A partir de 1468 et pendant plusieurs siècles, le droit se constitue en fonction des affrontements entre captal (qui a besoin de toujours plus de liquidités) et habitants (qui réclament toujours plus d’avantages en nature en contrepartie). Les principes s’affinent : le captal octroie des avantages qui favorisent l’attractivité du territoire, les habitants gèrent les communs dans le but de préserver la ressource.

Les propriétaires n’existent en tant que tels que depuis 1746 : le captal abandonne la propriété du sol de la forêt usagère aux gemmeurs contre paiement d’une soulte, à la condition inamovible de respecter le droit d’usage des habitants, ce dernier confirmé comme droit collectif inaliénable en 1759.

La forêt usagère ne tombe pas dans les biens communaux pendant la Révolution, puisqu’elle n’était déjà plus une propriété féodale mais un bien commun local. Les tribunaux révolutionnaires maintiennent donc le statut en 1794, ce qui n’est pas anodin pour l’époque.
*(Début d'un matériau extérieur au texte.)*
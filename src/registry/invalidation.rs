//! Invalidation Router Module
//!
//! Maps a domain-entity mutation to the set of caches that must be
//! cleared. The fan-out is intentionally coarse-grained: whole instances
//! are cleared rather than individual keys, trading extra misses after a
//! write for the certainty of never under-invalidating a dependent key.

use std::str::FromStr;
use std::sync::Arc;

use tracing::{debug, info, warn};

use crate::registry::instances::{CacheName, CacheRegistry};

// == Entity ==
/// A domain entity whose mutation triggers invalidation.
#[derive(Debug, Clone, Copy, PartialEq, Eq)]
pub enum Entity {
    Rental,
    Vehicle,
    Customer,
    Expense,
    Company,
    /// A vehicle being blocked or unblocked (maintenance and the like);
    /// availability and calendar views derive from it.
    Unavailability,
}

impl Entity {
    pub fn as_str(&self) -> &'static str {
        match self {
            Entity::Rental => "rental",
            Entity::Vehicle => "vehicle",
            Entity::Customer => "customer",
            Entity::Expense => "expense",
            Entity::Company => "company",
            Entity::Unavailability => "unavailability",
        }
    }
}

impl FromStr for Entity {
    type Err = ();

    fn from_str(s: &str) -> Result<Self, Self::Err> {
        match s {
            "rental" => Ok(Entity::Rental),
            "vehicle" => Ok(Entity::Vehicle),
            "customer" => Ok(Entity::Customer),
            "expense" => Ok(Entity::Expense),
            "company" => Ok(Entity::Company),
            "unavailability" => Ok(Entity::Unavailability),
            _ => Err(()),
        }
    }
}

// == Mutation Action ==
/// The kind of write that happened to an entity.
#[derive(Debug, Clone, Copy, PartialEq, Eq)]
pub enum MutationAction {
    Create,
    Update,
    Delete,
}

impl MutationAction {
    pub fn as_str(&self) -> &'static str {
        match self {
            MutationAction::Create => "create",
            MutationAction::Update => "update",
            MutationAction::Delete => "delete",
        }
    }
}

// == Calendar Cache Invalidator ==
/// Capability owned by the persistence layer: an externally maintained
/// calendar/availability cache the router pokes best-effort during
/// unavailability invalidation. Failures are logged, never propagated.
pub trait CalendarCacheInvalidator: Send + Sync {
    fn invalidate_calendar(&self) -> anyhow::Result<()>;
}

// == Invalidation Router ==
/// Translates entity mutations into cache clears.
#[derive(Clone)]
pub struct InvalidationRouter {
    registry: CacheRegistry,
    calendar: Option<Arc<dyn CalendarCacheInvalidator>>,
}

impl InvalidationRouter {
    pub fn new(registry: CacheRegistry) -> Self {
        Self {
            registry,
            calendar: None,
        }
    }

    /// Injects the persistence layer's calendar cache capability.
    pub fn with_calendar_invalidator(mut self, calendar: Arc<dyn CalendarCacheInvalidator>) -> Self {
        self.calendar = Some(calendar);
        self
    }

    // == Invalidate ==
    /// Clears every cache affected by the given mutation.
    ///
    /// Returns the total number of entries removed.
    pub async fn invalidate(&self, entity: Entity, action: MutationAction) -> usize {
        let cleared = match entity {
            Entity::Rental => {
                // Rentals do not redefine vehicle/customer identity
                self.clear_many(&[CacheName::Rentals, CacheName::Statistics]).await
            }
            Entity::Vehicle => {
                let mut cleared = self
                    .clear_many(&[CacheName::Vehicles, CacheName::Statistics])
                    .await;
                // Vehicle edits can affect availability views embedded in
                // rental data
                if action == MutationAction::Update {
                    cleared += self.registry.cache(CacheName::Rentals).clear().await;
                }
                cleared
            }
            Entity::Customer => {
                self.clear_many(&[CacheName::Customers, CacheName::Statistics]).await
            }
            Entity::Expense => {
                self.clear_many(&[CacheName::Expenses, CacheName::Statistics]).await
            }
            // Company identity is referenced transitively by everything
            Entity::Company => self.registry.clear_all().await,
            Entity::Unavailability => {
                let cleared = self
                    .clear_many(&[
                        CacheName::Rentals,
                        CacheName::Vehicles,
                        CacheName::Statistics,
                    ])
                    .await;
                self.poke_calendar_cache();
                cleared
            }
        };

        info!(
            entity = entity.as_str(),
            action = action.as_str(),
            cleared,
            "cache invalidated"
        );
        cleared
    }

    // == Invalidate By Name ==
    /// Runs the router for an arbitrary entity name (the admin endpoint
    /// accepts any string). An unknown name is a logged no-op.
    pub async fn invalidate_named(&self, name: &str, action: MutationAction) -> usize {
        match name.parse::<Entity>() {
            Ok(entity) => self.invalidate(entity, action).await,
            Err(()) => {
                debug!(entity = name, "no invalidation rule for entity, skipping");
                0
            }
        }
    }

    async fn clear_many(&self, names: &[CacheName]) -> usize {
        let mut cleared = 0;
        for name in names {
            cleared += self.registry.cache(*name).clear().await;
        }
        cleared
    }

    /// Best-effort side call into the externally owned calendar cache.
    fn poke_calendar_cache(&self) {
        if let Some(calendar) = &self.calendar {
            match calendar.invalidate_calendar() {
                Ok(()) => debug!("calendar cache invalidated"),
                Err(err) => warn!(%err, "failed to invalidate calendar cache"),
            }
        }
    }
}

// == Unit Tests ==
#[cfg(test)]
mod tests {
    use super::*;
    use crate::cache::SetOptions;
    use crate::models::CachedResponse;
    use crate::registry::instances::RegistryConfig;
    use std::sync::atomic::{AtomicUsize, Ordering};

    fn cached() -> CachedResponse {
        CachedResponse::new(200, None, b"{}".to_vec())
    }

    async fn populated_registry() -> CacheRegistry {
        let registry = CacheRegistry::new(RegistryConfig::default());
        for (name, cache) in registry.iter() {
            cache.set(name.as_str(), cached(), SetOptions::default()).await;
        }
        registry
    }

    async fn entry_counts(registry: &CacheRegistry) -> Vec<(&'static str, usize)> {
        let mut counts = Vec::new();
        for (name, cache) in registry.iter() {
            counts.push((name.as_str(), cache.len().await));
        }
        counts
    }

    #[test]
    fn test_entity_parsing() {
        assert_eq!("rental".parse::<Entity>(), Ok(Entity::Rental));
        assert_eq!("unavailability".parse::<Entity>(), Ok(Entity::Unavailability));
        assert!("spaceship".parse::<Entity>().is_err());
    }

    #[tokio::test]
    async fn test_rental_mutation_clears_rentals_and_statistics() {
        let registry = populated_registry().await;
        let router = InvalidationRouter::new(registry.clone());

        let cleared = router.invalidate(Entity::Rental, MutationAction::Update).await;

        assert_eq!(cleared, 2);
        for (name, count) in entry_counts(&registry).await {
            match name {
                "rentals" | "statistics" => assert_eq!(count, 0, "{name} should be empty"),
                _ => assert_eq!(count, 1, "{name} must be untouched"),
            }
        }
    }

    #[tokio::test]
    async fn test_vehicle_update_also_clears_rentals() {
        let registry = populated_registry().await;
        let router = InvalidationRouter::new(registry.clone());

        router.invalidate(Entity::Vehicle, MutationAction::Update).await;

        for (name, count) in entry_counts(&registry).await {
            match name {
                "vehicles" | "statistics" | "rentals" => assert_eq!(count, 0),
                _ => assert_eq!(count, 1),
            }
        }
    }

    #[tokio::test]
    async fn test_vehicle_create_leaves_rentals() {
        let registry = populated_registry().await;
        let router = InvalidationRouter::new(registry.clone());

        router.invalidate(Entity::Vehicle, MutationAction::Create).await;

        for (name, count) in entry_counts(&registry).await {
            match name {
                "vehicles" | "statistics" => assert_eq!(count, 0),
                _ => assert_eq!(count, 1, "{name} must be untouched"),
            }
        }
    }

    #[tokio::test]
    async fn test_company_mutation_clears_everything() {
        let registry = populated_registry().await;
        let router = InvalidationRouter::new(registry.clone());

        let cleared = router.invalidate(Entity::Company, MutationAction::Create).await;

        assert_eq!(cleared, 6);
        for (name, count) in entry_counts(&registry).await {
            assert_eq!(count, 0, "{name} should be empty");
        }
    }

    #[tokio::test]
    async fn test_customer_and_expense_fanout() {
        for (entity, expected_empty) in [
            (Entity::Customer, "customers"),
            (Entity::Expense, "expenses"),
        ] {
            let registry = populated_registry().await;
            let router = InvalidationRouter::new(registry.clone());

            router.invalidate(entity, MutationAction::Delete).await;

            for (name, count) in entry_counts(&registry).await {
                if name == expected_empty || name == "statistics" {
                    assert_eq!(count, 0, "{name} should be empty");
                } else {
                    assert_eq!(count, 1, "{name} must be untouched");
                }
            }
        }
    }

    struct CountingCalendar {
        calls: AtomicUsize,
        fail: bool,
    }

    impl CalendarCacheInvalidator for CountingCalendar {
        fn invalidate_calendar(&self) -> anyhow::Result<()> {
            self.calls.fetch_add(1, Ordering::SeqCst);
            if self.fail {
                anyhow::bail!("calendar backend unreachable")
            }
            Ok(())
        }
    }

    #[tokio::test]
    async fn test_unavailability_pokes_calendar_cache() {
        let registry = populated_registry().await;
        let calendar = Arc::new(CountingCalendar {
            calls: AtomicUsize::new(0),
            fail: false,
        });
        let router = InvalidationRouter::new(registry.clone())
            .with_calendar_invalidator(calendar.clone());

        router.invalidate(Entity::Unavailability, MutationAction::Create).await;

        assert_eq!(calendar.calls.load(Ordering::SeqCst), 1);
        for (name, count) in entry_counts(&registry).await {
            match name {
                "rentals" | "vehicles" | "statistics" => assert_eq!(count, 0),
                _ => assert_eq!(count, 1),
            }
        }
    }

    #[tokio::test]
    async fn test_calendar_failure_does_not_fail_invalidation() {
        let registry = populated_registry().await;
        let calendar = Arc::new(CountingCalendar {
            calls: AtomicUsize::new(0),
            fail: true,
        });
        let router = InvalidationRouter::new(registry.clone())
            .with_calendar_invalidator(calendar.clone());

        let cleared = router
            .invalidate(Entity::Unavailability, MutationAction::Update)
            .await;

        assert_eq!(calendar.calls.load(Ordering::SeqCst), 1);
        assert_eq!(cleared, 3, "caches must still be cleared when the side call fails");
    }

    #[tokio::test]
    async fn test_invalidate_named_unknown_entity_is_noop() {
        let registry = populated_registry().await;
        let router = InvalidationRouter::new(registry.clone());

        let cleared = router.invalidate_named("spaceship", MutationAction::Update).await;

        assert_eq!(cleared, 0);
        for (_, count) in entry_counts(&registry).await {
            assert_eq!(count, 1);
        }
    }

    #[tokio::test]
    async fn test_invalidate_named_known_entity() {
        let registry = populated_registry().await;
        let router = InvalidationRouter::new(registry.clone());

        let cleared = router.invalidate_named("rental", MutationAction::Update).await;
        assert_eq!(cleared, 2);
    }
}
Depuis cette époque, des conflits incessants opposent les usagers et les propriétaires, ces derniers considérant que le droit d’usage est néfaste à l’exercice de la propriété bourgeoise lucrative devenue le modèle dominant partout ailleurs. De nouvelles règles se précisent, notamment sur la répartition des revenus du bois en cas de catastrophe (1917), les durées et lieux d’habitation pour être considéré comme usager (1955), etc.

L’ensemble de ces textes et cette jurisprudence (notamment l'arrêt de la Cour de cassation de 1983 qui affirme la prééminence du statut sur le code forestier) s’appliquent intégralement de nos jours, et continuent à faire le bonheur de générations de juristes girondins. Selon certains, la suppression éventuelle du droit d’usage sur les parcelles signifierait que les titres de propriété deviendraient caducs, puisque l’existence de la propriété elle-même est légalement subordonnée au maintien du droit d’usage...

Attaques contemporaines

L’Etat (ordo)libéral et ses déclinaisons locales ne cessent de fustiger le statut, et ne perdent jamais une occasion de prétendre réintégrer la forêt usagère dans le code forestier (qui exclut explicitement le maintien de l’usage), ce qui leur laisserait les mains libres pour l’exploitation et les investissements sur le modèle du reste des Landes de Gascogne.

La disparition des revenus du gemmage, l’explosion du tourisme et de la spéculation foncière entraînent d’autres conflits avec certains propriétaires qui se croient libres de passer outre les règles d’occupation et de bâti de leurs parcelles, ou y pratiquent des coupes illégales suivies de reventes tout aussi illégales.

L'empilement des classements en zone protégée (Natura 2000, Conservatoire du littoral, ZNIEFF, etc.) pourrait sembler une bonne chose, mais des questions de fond se posent lorsque les décisions d’expropriation ou les acquisitions dans ce cadre se font sans concertation avec les usagers et en ignorant l’existence même du droit d’usage (restrictions de passage, ou au contraire afflux non gérable de visiteurs).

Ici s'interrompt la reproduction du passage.